Jackson not willing to take big pay cut?

I wrote earlier today about Jackson’s willingness to field questions about his future in the middle of the Western Conference Finals, and now CBSSports is reporting that a person close to Jackson believes that the coach would be unwilling to take a major pay cut to stay with the Lakers.

While Jackson reiterated his hunch Tuesday that there’s a 90 percent chance he’ll either be coaching the Lakers next season or retiring, a person with close ties to Jackson told CBSSports.com that it’s too early to set odds. If Lakers owner Dr. Jerry Buss insists on a massive pay cut, the person said, Jackson would not return. Published reports have indicated that Buss is seeking to pay Jackson $5 million next season, a pay cut of $7 million.

The source close to Jackson indicated that the question of how much Jackson’s pay would be reduced is, to some degree, semantics. Given that he is close to retirement age, a significant portion of Jackson’s salary could be deferred in the form of retirement benefits that he would see without penalty in two years.

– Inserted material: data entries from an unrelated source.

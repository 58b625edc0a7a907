//! Per-function allocation driver
//!
//! Runs liveness, buckets values into their storage classes (array-typed
//! locals are always stack-resident, float values use the float register
//! file, everything else the integer file), runs one linear scan per class,
//! and reserves caller-save slots for every register-resident value live
//! across each call plus one slot for the return address.

use crate::liveness;
use std::collections::{HashMap, HashSet};
use syc_codegen::{CallingConvention, FrameBuilder, LinearScan, LiveInterval, Location};
use syc_ir::{Function, Instruction, IrType, Value};

#[derive(Debug)]
pub struct Allocation {
    /// Primary placement of every tracked value
    pub locations: HashMap<String, Location>,
    /// Caller-save slot (allocator units) for values held in registers
    /// across a call; one slot per value, reused at every call site
    pub save_slots: HashMap<String, i64>,
    /// Register-resident values live at each call, keyed by the call's
    /// (block, instruction) position; this is exactly what the emitter
    /// saves and restores around that call
    pub call_live: HashMap<(usize, usize), Vec<String>>,
    /// Slot for the return address, present when the function calls
    pub ra_slot: Option<i64>,
    /// Final stack pointer in allocator units
    pub frame_units: i64,
}

impl Allocation {
    pub fn location_of(&self, value: &Value) -> Location {
        value
            .name()
            .and_then(|n| self.locations.get(n).cloned())
            .unwrap_or(Location::Unused)
    }
}

/// How many of this function's parameters land in each argument register
/// class
pub fn param_counts(func: &Function) -> (usize, usize) {
    let mut ints = 0;
    let mut floats = 0;
    for param in &func.params {
        if param.ty().is_float() {
            floats += 1;
        } else {
            ints += 1;
        }
    }
    (
        ints.min(CallingConvention::MAX_REG_ARGS),
        floats.min(CallingConvention::MAX_REG_ARGS),
    )
}

pub fn allocate_function(func: &Function) -> Allocation {
    let live = liveness::analyze(func);
    let param_names: HashSet<&str> = func.params.iter().filter_map(Value::name).collect();

    // value types and storage classes, in program order
    let mut order: Vec<String> = Vec::new();
    let mut types: HashMap<String, IrType> = HashMap::new();
    let mut array_lens: HashMap<String, i64> = HashMap::new();
    let record = |v: &Value, order: &mut Vec<String>, types: &mut HashMap<String, IrType>| {
        if let Value::Reg { name, ty } = v {
            if !types.contains_key(name) {
                types.insert(name.clone(), ty.clone());
                order.push(name.clone());
            }
        }
    };
    for block in &func.blocks {
        for inst in &block.instructions {
            if let Some(result) = inst.result() {
                record(result, &mut order, &mut types);
            }
            inst.for_each_use(|v| record(v, &mut order, &mut types));
            if let Instruction::Alloca { result } = inst {
                if let (Some(name), Some(elem)) = (result.name(), result.ty().elem()) {
                    if elem.is_array() {
                        array_lens.insert(name.to_string(), elem.flat_len() as i64);
                    }
                }
            }
        }
    }

    let mut locations: HashMap<String, Location> = HashMap::new();
    let mut frame = FrameBuilder::default();
    let mut int_intervals: Vec<LiveInterval> = Vec::new();
    let mut float_intervals: Vec<LiveInterval> = Vec::new();

    for name in &order {
        if param_names.contains(name.as_str()) {
            continue;
        }
        let Some(&(start, end)) = live.intervals.get(name) else {
            // never read: no storage at all
            locations.insert(name.clone(), Location::Unused);
            continue;
        };
        if let Some(&len) = array_lens.get(name) {
            // the extra word holds the decayed base pointer itself
            let offset = frame.push((len + 1) * CallingConvention::WORD);
            locations.insert(name.clone(), Location::Stack(offset));
        } else if types[name].is_float() {
            float_intervals.push(LiveInterval::new(name.clone(), start, end));
        } else {
            int_intervals.push(LiveInterval::new(name.clone(), start, end));
        }
    }

    let (int_params, float_params) = param_counts(func);
    LinearScan::new(CallingConvention::int_pool(int_params)).run(
        &int_intervals,
        &mut frame,
        &mut locations,
    );
    LinearScan::new(CallingConvention::float_pool(float_params)).run(
        &float_intervals,
        &mut frame,
        &mut locations,
    );

    // caller-save slots at call sites
    let mut save_slots: HashMap<String, i64> = HashMap::new();
    let mut call_live: HashMap<(usize, usize), Vec<String>> = HashMap::new();
    let mut ra_slot = None;
    let mut position = 0usize;
    for (bid, block) in func.blocks.iter().enumerate() {
        for (idx, inst) in block.instructions.iter().enumerate() {
            position += 1;
            if !matches!(inst, Instruction::Call { .. }) {
                continue;
            }
            // the call's own result is live here but defined by the call;
            // everything else live in a register must be preserved
            let result_name = liveness::def_of(inst);
            let mut live_here = Vec::new();
            for name in &order {
                if Some(name) == result_name.as_ref() || !live.live_at(name, position) {
                    continue;
                }
                if matches!(locations.get(name), Some(Location::Register(_))) {
                    if !save_slots.contains_key(name) {
                        save_slots.insert(name.clone(), frame.push(CallingConvention::WORD));
                    }
                    live_here.push(name.clone());
                }
            }
            call_live.insert((bid, idx), live_here);
            if ra_slot.is_none() {
                ra_slot = Some(frame.push(CallingConvention::WORD));
            }
        }
    }

    Allocation {
        locations,
        save_slots,
        call_live,
        ra_slot,
        frame_units: frame.size(),
    }
}
//! Tail-recursion elimination
//!
//! A block ending `r = call @self(...); ret r` is a tail call. The entry
//! block's body moves into a fresh loop header holding one phi per
//! parameter (entry edge: the original argument; each recursive edge: the
//! tail call's actual argument), the recursive block branches back to the
//! header, and every use of a parameter in the body is replaced by its phi.
//! Functions with more than 30 parameters are left alone.

use crate::ir::{BlockId, Function, Instruction, NameSupply, Value};

const MAX_PARAMS: usize = 30;

pub fn run(func: &mut Function, names: &mut NameSupply) {
    if !(0..func.blocks.len()).any(|b| is_tail_recursive(func, b)) {
        return;
    }
    if func.params.len() > MAX_PARAMS {
        log::debug!(
            "skipping tail-recursion elimination for @{}: {} parameters",
            func.name,
            func.params.len()
        );
        return;
    }

    // hoist the entry body into the loop header
    let entry = func.entry();
    let header = func.add_block(crate::ir::BasicBlock::new("tail.header"));
    let body = std::mem::take(&mut func.blocks[entry].instructions);
    func.blocks[header].instructions = body;
    func.blocks[entry]
        .instructions
        .push(Instruction::Br { target: header });
    if let Some(pos) = func.ret_blocks.iter().position(|&b| b == entry) {
        func.ret_blocks[pos] = header;
    }

    // the hoist may have moved an entry-resident tail call into the header,
    // so the tail blocks are collected only now
    let tail_blocks: Vec<BlockId> = (0..func.blocks.len())
        .filter(|&b| is_tail_recursive(func, b))
        .collect();

    // one phi per parameter, selecting the entry argument on the entry edge
    let mut phis: Vec<Value> = Vec::new();
    for param in func.params.clone() {
        let result = names.fresh("phi", param.ty());
        func.blocks[header].instructions.insert(
            0,
            Instruction::Phi {
                result: result.clone(),
                incomings: vec![(entry, param)],
            },
        );
        phis.push(result);
    }

    for &block in &tail_blocks {
        let len = func.blocks[block].instructions.len();
        let Instruction::Call { args, .. } = func.blocks[block].instructions[len - 2].clone()
        else {
            continue;
        };
        func.blocks[block].instructions.truncate(len - 2);
        func.blocks[block]
            .instructions
            .push(Instruction::Br { target: header });
        func.ret_blocks.retain(|&b| b != block);

        // the recursive edge carries the call's actual arguments; the phis
        // sit at the head of the header in reverse parameter order
        for (i, arg) in args.into_iter().enumerate() {
            if i >= func.params.len() {
                break;
            }
            let phi_index = func.params.len() - 1 - i;
            if let Instruction::Phi { incomings, .. } =
                &mut func.blocks[header].instructions[phi_index]
            {
                if let Some(entry) = incomings.iter_mut().find(|(b, _)| *b == block) {
                    entry.1 = arg;
                } else {
                    incomings.push((block, arg));
                }
            }
        }
    }

    // every use of a parameter in the body now reads the phi; the header
    // phis themselves are fixed up separately below
    let params = func.params.clone();
    for (param, phi) in params.iter().zip(&phis) {
        let Some(param_name) = param.name() else {
            continue;
        };
        for bid in 0..func.blocks.len() {
            for i in 0..func.blocks[bid].instructions.len() {
                if bid == header
                    && matches!(func.blocks[bid].instructions[i], Instruction::Phi { .. })
                {
                    continue;
                }
                func.blocks[bid].instructions[i].replace_uses(param_name, phi);
            }
        }
    }

    // a recursive edge's incoming value names the current iteration's value,
    // which after the rewrite is the phi; only the entry edge keeps the raw
    // argument
    for inst in &mut func.blocks[header].instructions {
        let Instruction::Phi { incomings, .. } = inst else {
            break;
        };
        for (from, value) in incomings.iter_mut() {
            if *from == entry || !matches!(value, Value::Reg { .. }) {
                continue;
            }
            let name = value.name();
            if let Some(i) = params.iter().position(|p| p.name() == name) {
                *value = phis[i].clone();
            }
        }
    }

    func.compute_edges();
}

fn is_tail_recursive(func: &Function, block: BlockId) -> bool {
    let insts = &func.blocks[block].instructions;
    if insts.len() <= 1 {
        return false;
    }
    let (Some(last), Some(prev)) = (insts.last(), insts.get(insts.len() - 2)) else {
        return false;
    };
    match (prev, last) {
        (
            Instruction::Call {
                result: Some(result),
                callee,
                ..
            },
            Instruction::Ret { value: Some(value) },
        ) => *callee == func.name && value == result,
        _ => false,
    }
}

#[cfg(test)]
mod tests {
    use super::*;
    use crate::ir::{BasicBlock, BinaryOp, IrType, Predicate};
    use pretty_assertions::assert_eq;

    fn reg(name: &str, ty: IrType) -> Value {
        Value::Reg {
            name: name.into(),
            ty,
        }
    }

    /// int f(int n, int acc) { if (n == 0) return acc; return f(n-1, acc+n); }
    fn tail_sum() -> (Function, NameSupply) {
        let mut func = Function::new("f", IrType::I32);
        let n = reg("n", IrType::I32);
        let acc = reg("acc", IrType::I32);
        func.params = vec![n.clone(), acc.clone()];
        let entry = func.add_block(BasicBlock::new("entry"));
        let base = func.add_block(BasicBlock::new("base"));
        let rec = func.add_block(BasicBlock::new("rec"));
        func.blocks[entry].instructions = vec![
            Instruction::Icmp {
                pred: Predicate::Eq,
                result: reg("cmp", IrType::I1),
                lhs: n.clone(),
                rhs: Value::ConstInt(0),
            },
            Instruction::CondBr {
                cond: reg("cmp", IrType::I1),
                if_true: base,
                if_false: rec,
            },
        ];
        func.blocks[base].instructions = vec![Instruction::Ret {
            value: Some(acc.clone()),
        }];
        func.blocks[rec].instructions = vec![
            Instruction::Binary {
                op: BinaryOp::Sub,
                result: reg("dec", IrType::I32),
                lhs: n.clone(),
                rhs: Value::ConstInt(1),
            },
            Instruction::Binary {
                op: BinaryOp::Add,
                result: reg("inc", IrType::I32),
                lhs: acc,
                rhs: n,
            },
            Instruction::Call {
                result: Some(reg("r", IrType::I32)),
                callee: "f".into(),
                ret: IrType::I32,
                args: vec![reg("dec", IrType::I32), reg("inc", IrType::I32)],
            },
            Instruction::Ret {
                value: Some(reg("r", IrType::I32)),
            },
        ];
        func.ret_blocks = vec![base, rec];
        func.compute_edges();
        (func, NameSupply::default())
    }

    #[test]
    fn test_rewrites_tail_call_to_branch() {
        let (mut func, mut names) = tail_sum();
        run(&mut func, &mut names);

        // no self-call remains
        for block in &func.blocks {
            for inst in &block.instructions {
                assert!(!matches!(inst, Instruction::Call { callee, .. } if callee == "f"));
            }
        }
        // the recursive block ends in a branch to the header
        let header = func.blocks.len() - 1;
        assert_eq!(
            func.blocks[2].instructions.last(),
            Some(&Instruction::Br { target: header })
        );
        assert_eq!(func.ret_blocks, vec![1]);

        // two phis with an entry edge and a recursive edge each
        let phi_count = func.blocks[header]
            .instructions
            .iter()
            .take_while(|i| matches!(i, Instruction::Phi { .. }))
            .count();
        assert_eq!(phi_count, 2);
        for inst in func.blocks[header].instructions.iter().take(2) {
            match inst {
                Instruction::Phi { incomings, .. } => {
                    assert_eq!(incomings.len(), 2);
                    assert!(incomings.iter().any(|(b, _)| *b == 0));
                    assert!(incomings.iter().any(|(b, _)| *b == 2));
                }
                other => panic!("expected phi, got {:?}", other),
            }
        }
    }

    #[test]
    fn test_body_uses_switch_to_phis() {
        let (mut func, mut names) = tail_sum();
        run(&mut func, &mut names);
        let header = func.blocks.len() - 1;
        // the comparison now reads the phi, not the raw parameter
        let cmp = func.blocks[header]
            .instructions
            .iter()
            .find_map(|i| match i {
                Instruction::Icmp { lhs, .. } => Some(lhs.clone()),
                _ => None,
            })
            .unwrap();
        assert_ne!(cmp, reg("n", IrType::I32));
        assert!(cmp.name().unwrap().starts_with("phi"));
    }

    #[test]
    fn test_swapped_arguments_route_through_the_phis() {
        // int f(int a, int b) { return f(b, a); } - each recursive edge must
        // carry the other phi, not the original argument
        let mut func = Function::new("f", IrType::I32);
        let a = reg("a", IrType::I32);
        let b = reg("b", IrType::I32);
        func.params = vec![a.clone(), b.clone()];
        let entry = func.add_block(BasicBlock::new("entry"));
        func.blocks[entry].instructions = vec![
            Instruction::Call {
                result: Some(reg("r", IrType::I32)),
                callee: "f".into(),
                ret: IrType::I32,
                args: vec![b.clone(), a.clone()],
            },
            Instruction::Ret {
                value: Some(reg("r", IrType::I32)),
            },
        ];
        func.ret_blocks = vec![entry];
        func.compute_edges();
        run(&mut func, &mut NameSupply::default());

        let header = func.blocks.len() - 1;
        let phi_results: Vec<Value> = func.blocks[header]
            .instructions
            .iter()
            .filter_map(|i| match i {
                Instruction::Phi { result, .. } => Some(result.clone()),
                _ => None,
            })
            .collect();
        assert_eq!(phi_results.len(), 2);
        // phi for a receives phi-of-b on the back edge, and vice versa
        for (i, inst) in func.blocks[header].instructions.iter().take(2).enumerate() {
            let Instruction::Phi { incomings, .. } = inst else {
                panic!("expected phi, got {:?}", inst);
            };
            let (_, back) = incomings
                .iter()
                .find(|(from, _)| *from == header)
                .expect("recursive edge present");
            assert_eq!(back, &phi_results[1 - i]);
        }
        // no self-call remains and the function still has a return
        for block in &func.blocks {
            for inst in &block.instructions {
                assert!(!matches!(inst, Instruction::Call { callee, .. } if callee == "f"));
            }
        }
        assert_eq!(func.ret_blocks, Vec::<usize>::new());
    }

    #[test]
    fn test_non_recursive_function_untouched() {
        let mut func = Function::new("g", IrType::I32);
        let entry = func.add_block(BasicBlock::new("entry"));
        func.blocks[entry].instructions = vec![Instruction::Ret {
            value: Some(Value::ConstInt(1)),
        }];
        func.compute_edges();
        let before = func.clone();
        run(&mut func, &mut NameSupply::default());
        assert_eq!(func, before);
    }
}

Another person with knowledge of Jackson’s situation said it would be difficult to imagine him leaving the Lakers with Kobe Bryant in the prime of his career and having just signed a three-year extension. The person equated it to overtures that frequently came Jackson’s way when he coached Michael Jordan in Chicago, saying Jackson never would’ve left Jordan in his prime, either.

But one of those sources said circumstances could change with the possibility of Jackson becoming bait to lure LeBron James to the Bulls, who have maximum salary-cap space to sign him and a quality roster that Jackson views favorably. The person said the Jackson/LeBron situation was plausible, considering Jackson would have the chance to complete a potentially irresistible trifecta – coaching Jordan and Bryant, and then capping his career with James.

The bit about the “irresistible trifecta” is interesting. Jackson has been fortunate in that he has been in a position to coach some of the league’s greatest players, but if he were able to join forces with LeBron and win his 11th (or 12th) NBA title, it would certainly cap what has already been a remarkable career. Yes, he has been fortunate in the quality of player that he has coached, but it takes more than great players to win championships, and Jackson’s ability to manage massive egos and get 12 players pointed in the same direction is, for lack of a better word, uncanny.

He’s not going to grind out 50+ wins with an inferior roster like Jerry Sloan does year in and year out, but if Jackson has the most talented roster, he’s a good bet to be the last coach standing at the end of the postseason.

And that’s probably worth $12 million a season.